Entrar nas redes sociais como Instagram, Facebook, Snapchat e, se deparar com essas modelos do mercado estético patriarcal, gera a famosa comparação e esta, resulta na busca por intervenções estéticas para que a mulher consiga ingressar na reunião com a câmera ligada, se olhar no espelho com felicidade e não implicar mais com o tamanho do nariz. Esse fenômeno tem nome: dismorfia do Snapchat, termo cunhado pelo médico cosmético Tijion Esho, que notou grande parte de suas pacientes trazendo suas próprias selfies filtradas, através deste aplicativo, como referência para a modificação estética desejada. Além desse, há outro fenômeno que tem feito o público feminino buscar as cirurgias, conhecido como zoom boom, o trabalho remoto aliado à necessidade de estarmos grande parte do tempo em frente ao computador (visualizando-se de tal forma) tornou-se motivo para a intervenções estéticas faciais como botox, preenchimento de olheiras e rinoplastia (cirurgia plástica no nariz).
 
Você deve estar se perguntando se isso ocorre apenas com o público feminino: não, homens também têm cada vez mais se submetido a cirurgias, porém, a pressão estética que a mulher sofre tem uma carga muito mais pesada que a masculina. Isso ocorre desde a época em que as mulheres não podiam trabalhar e então eram apenas criadas para casar, procriar, cuidar da casa e do marido. 
 
E, antes que as influenciadoras sejam culpabilizadas por realizarem intervenções estéticas e venderem uma imagem remodelada, procuremos entender que, essas mesmas mulheres também sofrem com a pressão de servirem beleza. O trabalho delas é vender a própria imagem  e isso porque, como bem mencionou a grandíssima Simone de Beauvoir, a expectativa do belo para as mulheres é baseada no olhar masculino, expondo assim aquilo que já sabemos, a beleza feminina é moldada de acordo com os desejos do homem.
 
O que fazer para fugir dessa vitrine tão chamativa?
 
Só unfollow não basta porque esse mercado continuará existindo. O melhor a se fazer é buscar entender e melhorar a relação com o próprio corpo. Há psicólogos que podem ajudar nesse processo, visto que é recorrente a procura de meninas e mulheres querendo tratar sobre questões estéticas que acarretam traumas.
 
Além disso, é importante filtrar o conteúdo consumido.
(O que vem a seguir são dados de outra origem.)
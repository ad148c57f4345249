//! Surface normals for organized point clouds.
//!
//! Re-exports the workspace crates under short names:
//!
//! - [`core`]: cloud views, layouts, camera intrinsics and the normal map
//! - [`imgproc`]: summed-area tables and the chamfer distance transform
//! - [`point_cloud`]: discontinuity detection and the integral-image estimator

pub use cv_core as core;
pub use cv_imgproc as imgproc;
pub use cv_point_cloud as point_cloud;

pub use cv_point_cloud::{
    IntegralImageNormalEstimator, NormalEstimationConfig, NormalEstimationMethod,
};

/// Initialize a single global Rayon thread pool for the row-parallel normal loop.
///
/// Call this once at application startup. Repeated calls are idempotent and
/// return the first initialization result.
///
/// Priority order:
/// 1. explicit `num_threads`
/// 2. `CV_CPU_THREADS` env var
/// 3. Rayon default
pub fn init_thread_pool(num_threads: Option<usize>) -> cv_core::Result<usize> {
    cv_core::init_global_thread_pool(num_threads)
}
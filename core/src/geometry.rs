use nalgebra::{Matrix3, Point2, Point3};
use serde::{Deserialize, Serialize};

/// Pinhole camera model used to lift a depth image into an organized cloud.
#[derive(Debug, Clone, Copy, PartialEq, Serialize, Deserialize)]
pub struct CameraIntrinsics {
    pub fx: f64,
    pub fy: f64,
    pub cx: f64,
    pub cy: f64,
    pub width: u32,
    pub height: u32,
}

impl CameraIntrinsics {
    pub fn new(fx: f64, fy: f64, cx: f64, cy: f64, width: u32, height: u32) -> Self {
        Self {
            fx,
            fy,
            cx,
            cy,
            width,
            height,
        }
    }

    pub fn matrix(&self) -> Matrix3<f64> {
        Matrix3::new(self.fx, 0.0, self.cx, 0.0, self.fy, self.cy, 0.0, 0.0, 1.0)
    }

    /// Back-project a pixel at metric `depth` into the camera frame.
    pub fn unproject(&self, pixel: Point2<f64>, depth: f64) -> Point3<f64> {
        let x = (pixel.x - self.cx) / self.fx;
        let y = (pixel.y - self.cy) / self.fy;
        Point3::new(x * depth, y * depth, depth)
    }

    pub fn is_valid(&self) -> bool {
        self.fx.is_finite()
            && self.fy.is_finite()
            && self.fx != 0.0
            && self.fy != 0.0
            && self.cx.is_finite()
            && self.cy.is_finite()
            && self.width > 0
            && self.height > 0
    }
}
Nas redes sociais existem diversas influenciadoras que apoiam o #bodypositive, um movimento que procura fazer com que as pessoas olhem com mais carinho para seus corpos e os aceitem com suas diferenças e singularidades. 
 
Como exemplo temos a Dora Figueiredo, que é atriz e influenciadora digital e usa a plataforma do Instagram para falar com seus seguidores sobre assuntos como amor próprio e saúde mental. Dora conta que começou o processo de se conhecer melhor e se amar depois do término de um relacionamento abusivo. Em um post de setembro de 2020 ela relata que sua numeração de roupas atualmente é quatro números maior que na época em que ela estava namorando e era mais magra, e que, mesmo não estando dentro do padrão, se sente muito mais feliz. Em um outro post de seu Instagram, ela traz a colunista Clara Fagundes para falar sobre padrão de beleza e rivalidade feminina, tema importante para as mulheres se libertarem desses conceitos de que todas nós somos rivais e entenderem que a beleza de uma, não anula a da outra. Hoje, 26, Dora postou um antes e depois, comparando uma foto antiga dela, do período em que era refém dos padrões de beleza e uma atual, onde sente-se feliz e segura de si. 
 
Esse tipo de conteúdo serve como apoio para quem está buscando viver livre da pressão estética e conhecer corpos reais. Como incentivo, a influenciadora, que conta com mais de 750 mil seguidores, grava seus stories sem usar nenhum filtro, a não ser o criado por ela, que não faz nenhuma modificação facial e contém a seguinte frase: “Não é normal se odiar sem filtro”.